Segments of the spinal cord (Fig. 10-1)—8 cervical, 12 thoracic, 5 lumbar, 5 sacral, 1 coccygeal—are defined by the spinal nerves formed from dorsal and ventral roots attached bilaterally to each segment. The spinal cord has a cervical and a lumbar enlargement, serving the needs of the arms and legs respectively, and ends at the pointed conus medullaris. The conus medullaris is located at vertebral level L1/L2, even though the dural sac surrounding the spinal cord extends to vertebral level S2. So dorsal and ventral roots from progressively more caudal levels need to travel progressively longer distances through spinal subarachnoid space before reaching their intervertebral foramina of entry or exit. The collection of spinal nerves in subarachnoid space caudal to the conus medullaris is the cauda equina (Latin for “horse’s tail”).

Figure 10-1 Overview of spinal cord gross anatomy.

Spinal nerves C1-C7 use the foramen above the corresponding vertebra, C8 uses the foramen between vertebrae C7 and T1, and all others use the foramen below the corresponding vertebra.

Each Spinal Cord Segment Innervates a Dermatome

The mesoderm and ectoderm that develop adjacent to a given spinal cord segment go on to form bones, muscles, and skin in predictable locations. The resulting systematic relationships between cord segments and different muscles (THB6 Table 10-1, p. 231) and areas of skin (dermatomes; see THB6 Figure 10-4 and Table 10-2, pp. 231 and 232) are tremendously important in clinical neurology.
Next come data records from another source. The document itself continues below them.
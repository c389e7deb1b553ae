//! US federal holiday calendar with observed-date rules.
//!
//! Fixed-date holidays falling on a Saturday are observed the Friday
//! before; on a Sunday, the Monday after.

use chrono::{Datelike as _, NaiveDate, Weekday};

/// Observed dates of every federal holiday in `year`.
///
/// An observed New Year's Day can fall on December 31 of the previous
/// year; it is included in the list for the year it commemorates.
#[must_use]
pub fn federal_holidays(year: i32) -> Vec<NaiveDate> {
    let fixed = |month, day| NaiveDate::from_ymd_opt(year, month, day).map(nearest_workday);
    let nth = |month, weekday, n| NaiveDate::from_weekday_of_month_opt(year, month, weekday, n);

    let mut dates = vec![
        fixed(1, 1),
        (year >= 1986)
            .then(|| nth(1, Weekday::Mon, 3))
            .flatten(),
        nth(2, Weekday::Mon, 3),
        last_weekday_of_month(year, 5, Weekday::Mon),
        (year >= 2021).then(|| fixed(6, 19)).flatten(),
        fixed(7, 4),
        nth(9, Weekday::Mon, 1),
        nth(10, Weekday::Mon, 2),
        fixed(11, 11),
        nth(11, Weekday::Thu, 4),
        fixed(12, 25),
    ]
    .into_iter()
    .flatten()
    .collect::<Vec<_>>();

    dates.sort();
    dates
}

/// Whether `date` is an observed federal holiday.
#[must_use]
pub fn is_federal_holiday(date: NaiveDate) -> bool {
    let year = date.year();
    federal_holidays(year).contains(&date) || federal_holidays(year + 1).contains(&date)
}

/// Moves a Saturday back to Friday and a Sunday forward to Monday.
fn nearest_workday(date: NaiveDate) -> NaiveDate {
    match date.weekday() {
        Weekday::Sat => date.pred_opt().unwrap_or(date),
        Weekday::Sun => date.succ_opt().unwrap_or(date),
        _ => date,
    }
}

fn last_weekday_of_month(year: i32, month: u32, weekday: Weekday) -> Option<NaiveDate> {
    let first_of_next = if month == 12 {
        NaiveDate::from_ymd_opt(year + 1, 1, 1)?
    } else {
        NaiveDate::from_ymd_opt(year, month + 1, 1)?
    };
    let mut date = first_of_next.pred_opt()?;
    while date.weekday() != weekday {
        date = date.pred_opt()?;
    }
    Some(date)
}
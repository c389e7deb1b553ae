#![cfg_attr(feature = "fail-on-warnings", deny(warnings))]
#![warn(clippy::all, clippy::pedantic, clippy::nursery, clippy::cargo)]
#![allow(clippy::multiple_crate_versions)]

//! In-memory store of neighborhood polygons.
//!
//! Converts every loaded [`NeighborhoodPolygon`] into a [`geo::Polygon`]
//! once, computes its centroid, and records the union bounding box of all
//! vertices. The store is immutable after construction, so it can be
//! shared read-only across resolver workers.
//!
//! Polygons are addressed by their index in load order. The resolver
//! remembers the index of the last polygon that matched and retries it
//! first for the next coordinate.

use geo::{Centroid as _, Contains, LineString, Point, Polygon};
use taxi_nbhd_geography_models::{Bounds, Centroid, NeighborhoodLabel, NeighborhoodPolygon};
use thiserror::Error;

/// Errors that can occur while building a [`PolygonStore`].
#[derive(Debug, Error)]
pub enum SpatialError {
    /// No polygons were supplied, so the study area is undefined.
    #[error("Cannot build a polygon store from zero polygons")]
    Empty,
}

/// A polygon stored with its precomputed geometry and metadata.
#[derive(Debug)]
struct StoreEntry {
    source: NeighborhoodPolygon,
    label: NeighborhoodLabel,
    polygon: Polygon<f64>,
    centroid: (f64, f64),
}

/// Immutable collection of neighborhood polygons.
#[derive(Debug)]
pub struct PolygonStore {
    entries: Vec<StoreEntry>,
    bounds: Bounds,
}

impl PolygonStore {
    /// Builds the store, preserving input order.
    ///
    /// # Errors
    ///
    /// Returns [`SpatialError::Empty`] if `polygons` is empty.
    pub fn load(polygons: Vec<NeighborhoodPolygon>) -> Result<Self, SpatialError> {
        let bounds = Bounds::from_points(polygons.iter().flat_map(|p| p.vertices.iter().copied()))
            .ok_or(SpatialError::Empty)?;

        let entries: Vec<StoreEntry> = polygons
            .into_iter()
            .map(|source| {
                let polygon = Polygon::new(LineString::from(source.vertices.clone()), vec![]);
                let centroid = planar_centroid(&polygon, &source.vertices);
                StoreEntry {
                    label: source.label(),
                    source,
                    polygon,
                    centroid,
                }
            })
            .collect();

        log::info!(
            "Loaded {} neighborhood polygons (lon {:.4}..{:.4}, lat {:.4}..{:.4})",
            entries.len(),
            bounds.min_lon,
            bounds.max_lon,
            bounds.min_lat,
            bounds.max_lat,
        );

        Ok(Self { entries, bounds })
    }

    /// Number of polygons.
    #[must_use]
    pub fn len(&self) -> usize {
        self.entries.len()
    }

    /// Whether the store holds no polygons. Always `false` for a loaded store.
    #[must_use]
    pub fn is_empty(&self) -> bool {
        self.entries.is_empty()
    }

    /// All polygons in load order.
    pub fn all_polygons(&self) -> impl Iterator<Item = &NeighborhoodPolygon> {
        self.entries.iter().map(|e| &e.source)
    }

    /// One centroid per polygon, in load order.
    #[must_use]
    pub fn centroids(&self) -> Vec<Centroid> {
        self.entries
            .iter()
            .map(|e| Centroid {
                lon: e.centroid.0,
                lat: e.centroid.1,
                neighborhood: e.source.neighborhood.clone(),
                borough: e.source.borough.clone(),
            })
            .collect()
    }

    /// Union bounding box of every polygon's vertices.
    ///
    /// A coarse admissibility filter: a point inside these bounds may
    /// still lie in no polygon.
    #[must_use]
    pub const fn global_bounds(&self) -> Bounds {
        self.bounds
    }

    /// Label of the polygon at `index`.
    ///
    /// # Panics
    ///
    /// Panics if `index` is out of range.
    #[must_use]
    pub fn label(&self, index: usize) -> &NeighborhoodLabel {
        &self.entries[index].label
    }

    /// Whether the polygon at `index` strictly contains the point.
    ///
    /// Points on the boundary are not contained. Out-of-range indices
    /// contain nothing.
    #[must_use]
    pub fn contains(&self, index: usize, lon: f64, lat: f64) -> bool {
        self.entries
            .get(index)
            .is_some_and(|e| e.polygon.contains(&Point::new(lon, lat)))
    }

    /// Index of the first polygon, in load order, that contains the point.
    #[must_use]
    pub fn first_containing(&self, lon: f64, lat: f64) -> Option<usize> {
        let point = Point::new(lon, lat);
        self.entries.iter().position(|e| e.polygon.contains(&point))
    }
}

/// Area-weighted centroid of a ring.
///
/// Falls back to the vertex average if `geo` cannot produce a centroid.
#[allow(clippy::cast_precision_loss)]
fn planar_centroid(polygon: &Polygon<f64>, vertices: &[(f64, f64)]) -> (f64, f64) {
    polygon.centroid().map_or_else(
        || {
            let n = vertices.len().max(1) as f64;
            let (sx, sy) = vertices
                .iter()
                .fold((0.0, 0.0), |(sx, sy), (x, y)| (sx + x, sy + y));
            (sx / n, sy / n)
        },
        |p| (p.x(), p.y()),
    )
}

#[cfg(test)]
mod tests {
    use super::*;

    fn square(x0: f64, y0: f64, size: f64, neighborhood: &str, borough: &str) -> NeighborhoodPolygon {
        NeighborhoodPolygon {
            vertices: vec![
                (x0, y0),
                (x0, y0 + size),
                (x0 + size, y0 + size),
                (x0 + size, y0),
            ],
            neighborhood: neighborhood.to_string(),
            borough: borough.to_string(),
        }
    }

    #[test]
    fn empty_store_is_rejected() {
        let err = PolygonStore::load(vec![]).unwrap_err();
        assert!(matches!(err, SpatialError::Empty));
    }

    #[test]
    fn debug_output_lists_polygons() {
        let store = PolygonStore::load(vec![square(0.0, 0.0, 1.0, "Alpha", "B1")]).unwrap();
        let text = format!("{store:?}");
        assert!(text.contains("Alpha"));
        assert!(text.contains("bounds"));
    }

    #[test]
    fn unit_square_centroid_is_its_center() {
        let store = PolygonStore::load(vec![square(0.0, 0.0, 1.0, "Alpha", "B1")]).unwrap();
        let centroids = store.centroids();
        assert_eq!(centroids.len(), 1);
        assert!((centroids[0].lon - 0.5).abs() < 1e-12);
        assert!((centroids[0].lat - 0.5).abs() < 1e-12);
        assert_eq!(centroids[0].neighborhood, "Alpha");
        assert_eq!(centroids[0].borough, "B1");
    }

    #[test]
    fn centroid_is_area_weighted_not_vertex_average() {
        // Extra collinear vertices along the bottom edge pull the vertex
        // average down but do not change the area centroid.
        let polygon = NeighborhoodPolygon {
            vertices: vec![
                (0.0, 0.0),
                (0.0, 2.0),
                (2.0, 2.0),
                (2.0, 0.0),
                (1.5, 0.0),
                (1.0, 0.0),
                (0.5, 0.0),
            ],
            neighborhood: "Skewed".to_string(),
            borough: "B1".to_string(),
        };
        let store = PolygonStore::load(vec![polygon]).unwrap();
        let c = &store.centroids()[0];
        assert!((c.lon - 1.0).abs() < 1e-12);
        assert!((c.lat - 1.0).abs() < 1e-12);
    }

    #[test]
    fn global_bounds_span_all_polygons() {
        let store = PolygonStore::load(vec![
            square(0.0, 0.0, 1.0, "A", "B1"),
            square(3.0, -2.0, 1.0, "B", "B2"),
        ])
        .unwrap();
        assert_eq!(
            store.global_bounds(),
            Bounds {
                min_lon: 0.0,
                max_lon: 4.0,
                min_lat: -2.0,
                max_lat: 1.0,
            }
        );
    }

    #[test]
    fn containment_is_per_polygon() {
        let store = PolygonStore::load(vec![
            square(0.0, 0.0, 1.0, "A", "B1"),
            square(2.0, 0.0, 1.0, "B", "B2"),
        ])
        .unwrap();
        assert!(store.contains(0, 0.5, 0.5));
        assert!(!store.contains(1, 0.5, 0.5));
        assert!(store.contains(1, 2.5, 0.5));
        assert!(!store.contains(7, 0.5, 0.5));
    }

    #[test]
    fn first_containing_prefers_earlier_polygon_on_overlap() {
        let store = PolygonStore::load(vec![
            square(0.0, 0.0, 2.0, "Big", "B1"),
            square(0.5, 0.5, 1.0, "Small", "B1"),
        ])
        .unwrap();
        assert_eq!(store.first_containing(1.0, 1.0), Some(0));
        assert_eq!(store.first_containing(5.0, 5.0), None);
    }

    #[test]
    fn preserves_load_order() {
        let store = PolygonStore::load(vec![
            square(0.0, 0.0, 1.0, "First", "B1"),
            square(2.0, 0.0, 1.0, "Second", "B2"),
        ])
        .unwrap();
        let names: Vec<&str> = store.all_polygons().map(|p| p.neighborhood.as_str()).collect();
        assert_eq!(names, vec!["First", "Second"]);
        assert_eq!(store.label(1).borough, "B2");
    }
}
#![cfg_attr(feature = "fail-on-warnings", deny(warnings))]
#![warn(clippy::all, clippy::pedantic, clippy::nursery, clippy::cargo)]
#![allow(clippy::multiple_crate_versions, clippy::cargo_common_metadata)]

//! Terminal plumbing for the `taxi_nbhd` binary.
//!
//! [`IndicatifProgress`] renders pipeline progress through the
//! [`ProgressCallback`] trait, and [`init_logger`] routes `log` output
//! through `indicatif-log-bridge` so log lines do not tear the bars.

use std::sync::Arc;
use std::time::Duration;

use indicatif::{ProgressBar, ProgressStyle};
use taxi_nbhd_progress::ProgressCallback;

pub use indicatif::MultiProgress;

/// An `indicatif` [`ProgressBar`] that implements [`ProgressCallback`].
pub struct IndicatifProgress {
    bar: ProgressBar,
    /// Style applied once `set_total()` provides a length.
    bar_style: ProgressStyle,
}

impl IndicatifProgress {
    /// Progress over trip files. Starts as a spinner until the number of
    /// files is known.
    #[must_use]
    pub fn files_bar(multi: &MultiProgress, message: &str) -> Arc<dyn ProgressCallback> {
        Self::spinner_then_bar(
            multi,
            message,
            "{spinner:.green} {msg}",
            "{msg} {wide_bar:.green/dim} {pos}/{len} files [{elapsed_precise}]",
        )
    }

    /// Progress over rounded coordinates during resolution.
    #[must_use]
    pub fn coordinates_bar(multi: &MultiProgress, message: &str) -> Arc<dyn ProgressCallback> {
        Self::spinner_then_bar(
            multi,
            message,
            "{spinner:.cyan} {msg}",
            "  {msg} {wide_bar:.cyan/dim} {pos}/{len} {percent}% [{eta}]",
        )
    }

    fn spinner_then_bar(
        multi: &MultiProgress,
        message: &str,
        spinner_template: &str,
        bar_template: &str,
    ) -> Arc<dyn ProgressCallback> {
        let bar = multi.add(ProgressBar::new_spinner());
        bar.enable_steady_tick(Duration::from_millis(100));
        bar.set_style(
            ProgressStyle::with_template(spinner_template)
                .unwrap_or_else(|_| ProgressStyle::default_spinner()),
        );
        bar.set_message(message.to_string());

        let bar_style = ProgressStyle::with_template(bar_template)
            .unwrap_or_else(|_| ProgressStyle::default_bar())
            .progress_chars("##-");

        Arc::new(Self { bar, bar_style })
    }
}

impl ProgressCallback for IndicatifProgress {
    fn set_total(&self, total: u64) {
        self.bar.set_length(total);
        self.bar.set_position(0);
        self.bar.set_style(self.bar_style.clone());
    }

    fn inc(&self, delta: u64) {
        self.bar.inc(delta);
    }

    fn set_message(&self, msg: String) {
        self.bar.set_message(msg);
    }

    fn finish(&self, msg: String) {
        self.bar.finish_with_message(msg);
    }
}

/// Initializes the global logger wrapped in `indicatif-log-bridge`.
///
/// Verbosity comes from `RUST_LOG`. Returns the [`MultiProgress`] that all
/// progress bars must be added to.
#[must_use]
pub fn init_logger() -> MultiProgress {
    let multi = MultiProgress::new();

    let logger = pretty_env_logger::formatted_builder()
        .parse_env("RUST_LOG")
        .build();
    let level = logger.filter();

    // Already initialized when called twice, e.g. from tests.
    indicatif_log_bridge::LogWrapper::new(multi.clone(), logger)
        .try_init()
        .ok();

    log::set_max_level(level);

    multi
}
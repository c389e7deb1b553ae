//! Daily weather observations joined onto the neighborhood summary.
//!
//! The first column of the weather CSV is the observation date; every
//! other column is carried through untouched.

use std::collections::HashMap;
use std::path::Path;

use chrono::NaiveDate;

use crate::SummaryError;

/// Date layouts accepted in the first column.
pub const DATE_FORMATS: &[&str] = &["%m/%d/%Y", "%Y-%m-%d"];

/// Weather rows keyed by date.
#[derive(Debug, Clone, Default, PartialEq, Eq)]
pub struct WeatherTable {
    columns: Vec<String>,
    rows: HashMap<NaiveDate, Vec<String>>,
}

impl WeatherTable {
    /// Reads a weather CSV.
    ///
    /// Rows with fewer cells than the header are padded with blanks and
    /// extra cells are dropped. When a date repeats, the first row wins.
    ///
    /// # Errors
    ///
    /// Returns [`SummaryError::InvalidWeatherDate`] if a first cell is not
    /// a date, or an I/O/CSV error if the file cannot be read.
    pub fn load(path: &Path) -> Result<Self, SummaryError> {
        let reader = taxi_nbhd_storage::io::open_reader(path)?;
        let mut rdr = csv::ReaderBuilder::new().flexible(true).from_reader(reader);

        let columns: Vec<String> = rdr.headers()?.iter().skip(1).map(str::to_string).collect();
        let mut rows = HashMap::new();

        for (i, record) in rdr.records().enumerate() {
            let record = record?;
            let cell = record.get(0).unwrap_or_default();
            let date = parse_weather_date(cell).ok_or_else(|| SummaryError::InvalidWeatherDate {
                path: path.to_path_buf(),
                line: i as u64 + 2,
                value: cell.to_string(),
            })?;

            let mut values: Vec<String> = record
                .iter()
                .skip(1)
                .take(columns.len())
                .map(str::to_string)
                .collect();
            values.resize(columns.len(), String::new());
            rows.entry(date).or_insert(values);
        }

        log::info!(
            "Loaded {} weather day(s) with {} column(s) from {}",
            rows.len(),
            columns.len(),
            path.display()
        );
        Ok(Self { columns, rows })
    }

    /// Column names after the date column, verbatim.
    #[must_use]
    pub fn columns(&self) -> &[String] {
        &self.columns
    }

    /// Values for `date`, aligned with [`Self::columns`].
    #[must_use]
    pub fn row(&self, date: NaiveDate) -> Option<&[String]> {
        self.rows.get(&date).map(Vec::as_slice)
    }

    /// Number of dated rows.
    #[must_use]
    pub fn len(&self) -> usize {
        self.rows.len()
    }

    /// Whether no rows were loaded.
    #[must_use]
    pub fn is_empty(&self) -> bool {
        self.rows.is_empty()
    }
}

/// Parses a weather date in any of [`DATE_FORMATS`].
#[must_use]
pub fn parse_weather_date(cell: &str) -> Option<NaiveDate> {
    let cell = cell.trim();
    DATE_FORMATS
        .iter()
        .find_map(|fmt| NaiveDate::parse_from_str(cell, fmt).ok())
}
All Levels of the Spinal Cord Have a Similar Cross-Sectional Structure

The gray matter core of the spinal cord is roughly in the shape of an H with a dorsal-ventral orientation at all levels (Fig. 10-2). The dorsally directed limbs of the H are the posterior (or dorsal) horns, and the ventrally directed limbs are the anterior (or ventral) horns. The posterior horn, derived from the alar plate of the neural tube, is a sensory processing area that receives most of the afferents that arrive in ipsilateral dorsal roots. The anterior horn is derived from the basal plate and contains the motor neurons whose axons form the ventral roots. The intermediate gray matter between the anterior and posterior horns is a mixture of interneurons and tract cells in sensory and motor circuits; at some levels it also contains autonomic motor neurons with axons that leave in the ventral roots.

Figure 10-2 General cross-sectional anatomy of the spinal cord. At all levels, large-diameter (1) and small-diameter (2) sensory fibers enter through the dorsal root and feed into ascending pathways and reflex arcs; axons of lower motor neurons (3) leave through ventral roots. Some levels, as described a little later, also contain preganglionic autonomic neurons (4) with axons that leave through ventral roots. AH, Anterior horn; IG, intermediate gray; PH, posterior horn.

The anterior and posterior horns divide the surrounding spinal white matter into anterior, lateral, and posterior funiculi (funiculus is Latin for “string”).

As dorsal roots approach the spinal cord, the afferent fibers sort themselves out so that large-diameter fibers enter medial to small-diameter fibers. The large-diameter fibers, carrying touch and position information, have some branches that travel rostrally in the posterior funiculus and others that end in deeper portions of the posterior horn. The small-diameter fibers, primarily carrying pain and temperature information, travel in the dorsolateral fasciculus (Lissauer’s tract) to termination sites in a superficial zone of the posterior horn called the substantia gelatinosa.

The Spinal Cord Is Involved in Sensory Processing, Motor Outflow, and Reflexes

The wiring principles discussed in Chapter 3 are pretty apparent in the spinal cord. Central processes of primary afferents (cell bodies in dorsal root ganglia) are the only routes through which sensory information from the body can reach the spinal cord. They give rise to branches that feed into reflex circuits, into pathways to the thalamus, and into pathways to the cerebellum. These branches end in ipsilateral gray matter, mostly but not entirely in the posterior horn. Lower motor neurons in the anterior horn receive inputs from reflex circuits, as well as through descending pathways (i.e., axons of upper motor neurons), and project to ipsilateral muscles. They are the only routes through which the spinal cord can tell skeletal muscles to contract, and loss of lower motor neurons or their axons is followed by flaccid paralysis of the muscles they used to innervate—profound weakness, loss of tone and reflexes, and atrophy.